Note how many lines of the data below hold the word "entries", then give that number with no other text.

Source records:
........

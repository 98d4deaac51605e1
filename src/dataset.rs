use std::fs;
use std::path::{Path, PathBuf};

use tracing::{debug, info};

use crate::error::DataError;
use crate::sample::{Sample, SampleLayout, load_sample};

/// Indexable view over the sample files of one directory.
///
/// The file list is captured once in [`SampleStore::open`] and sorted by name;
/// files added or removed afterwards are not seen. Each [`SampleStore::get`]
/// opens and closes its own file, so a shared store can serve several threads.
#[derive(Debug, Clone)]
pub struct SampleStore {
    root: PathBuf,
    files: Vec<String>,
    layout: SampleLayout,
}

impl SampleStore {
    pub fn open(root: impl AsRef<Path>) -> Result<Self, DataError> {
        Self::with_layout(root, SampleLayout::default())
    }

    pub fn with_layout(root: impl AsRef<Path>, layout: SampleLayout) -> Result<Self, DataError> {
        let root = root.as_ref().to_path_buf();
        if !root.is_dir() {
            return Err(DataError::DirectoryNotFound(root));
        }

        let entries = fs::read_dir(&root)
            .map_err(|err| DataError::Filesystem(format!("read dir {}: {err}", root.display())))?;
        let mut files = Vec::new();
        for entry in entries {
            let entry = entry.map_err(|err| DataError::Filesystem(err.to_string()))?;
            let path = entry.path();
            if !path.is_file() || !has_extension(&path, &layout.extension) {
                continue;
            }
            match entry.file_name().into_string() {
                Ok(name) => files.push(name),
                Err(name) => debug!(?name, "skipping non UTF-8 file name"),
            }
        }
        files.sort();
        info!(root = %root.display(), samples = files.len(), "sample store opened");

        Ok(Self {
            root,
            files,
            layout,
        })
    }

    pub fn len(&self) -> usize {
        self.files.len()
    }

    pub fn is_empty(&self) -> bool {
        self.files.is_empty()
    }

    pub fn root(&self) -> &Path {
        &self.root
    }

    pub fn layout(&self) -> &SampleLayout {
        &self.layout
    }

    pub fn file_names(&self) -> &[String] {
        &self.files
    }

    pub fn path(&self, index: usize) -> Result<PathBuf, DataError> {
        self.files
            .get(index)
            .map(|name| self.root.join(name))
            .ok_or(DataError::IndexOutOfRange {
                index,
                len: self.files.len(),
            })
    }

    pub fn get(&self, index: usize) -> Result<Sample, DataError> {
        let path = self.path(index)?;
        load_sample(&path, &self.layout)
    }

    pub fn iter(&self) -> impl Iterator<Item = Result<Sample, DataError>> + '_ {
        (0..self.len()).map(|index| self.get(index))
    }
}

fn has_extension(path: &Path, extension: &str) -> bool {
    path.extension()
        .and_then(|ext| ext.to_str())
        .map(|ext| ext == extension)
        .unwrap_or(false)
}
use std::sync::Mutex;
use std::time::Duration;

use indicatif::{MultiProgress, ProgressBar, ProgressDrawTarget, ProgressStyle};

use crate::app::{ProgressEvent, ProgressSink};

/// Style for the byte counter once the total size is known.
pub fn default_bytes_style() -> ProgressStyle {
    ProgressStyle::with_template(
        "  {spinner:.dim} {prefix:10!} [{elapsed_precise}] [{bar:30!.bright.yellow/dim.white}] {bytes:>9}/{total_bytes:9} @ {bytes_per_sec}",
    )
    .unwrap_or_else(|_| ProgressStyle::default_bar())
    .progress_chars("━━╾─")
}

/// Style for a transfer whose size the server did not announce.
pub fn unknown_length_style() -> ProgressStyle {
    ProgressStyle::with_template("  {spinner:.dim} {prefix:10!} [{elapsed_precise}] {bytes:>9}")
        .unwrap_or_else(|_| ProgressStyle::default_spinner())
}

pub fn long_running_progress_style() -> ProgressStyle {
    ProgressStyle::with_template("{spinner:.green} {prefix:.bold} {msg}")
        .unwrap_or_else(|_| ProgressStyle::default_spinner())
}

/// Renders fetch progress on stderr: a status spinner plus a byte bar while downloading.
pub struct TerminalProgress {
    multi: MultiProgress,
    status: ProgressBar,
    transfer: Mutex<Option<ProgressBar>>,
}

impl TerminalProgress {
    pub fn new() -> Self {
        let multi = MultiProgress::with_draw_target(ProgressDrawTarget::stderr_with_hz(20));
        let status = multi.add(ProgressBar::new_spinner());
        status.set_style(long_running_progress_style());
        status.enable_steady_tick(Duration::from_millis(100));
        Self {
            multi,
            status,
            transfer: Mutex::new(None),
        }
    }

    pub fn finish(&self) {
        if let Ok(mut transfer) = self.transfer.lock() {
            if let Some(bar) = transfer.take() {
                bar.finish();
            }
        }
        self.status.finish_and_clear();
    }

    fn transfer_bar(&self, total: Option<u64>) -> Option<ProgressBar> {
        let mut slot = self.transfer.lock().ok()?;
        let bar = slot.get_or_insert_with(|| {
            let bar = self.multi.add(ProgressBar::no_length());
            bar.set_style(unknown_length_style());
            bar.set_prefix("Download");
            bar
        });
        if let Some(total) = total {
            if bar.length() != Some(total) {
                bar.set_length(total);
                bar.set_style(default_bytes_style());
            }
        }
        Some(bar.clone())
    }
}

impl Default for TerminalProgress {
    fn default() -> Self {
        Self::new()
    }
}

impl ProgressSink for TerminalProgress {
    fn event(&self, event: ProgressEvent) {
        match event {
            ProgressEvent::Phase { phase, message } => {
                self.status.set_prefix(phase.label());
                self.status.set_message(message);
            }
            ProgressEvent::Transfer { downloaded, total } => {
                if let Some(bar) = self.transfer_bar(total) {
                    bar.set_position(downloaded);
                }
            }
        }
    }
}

........

Response to the exercise: 2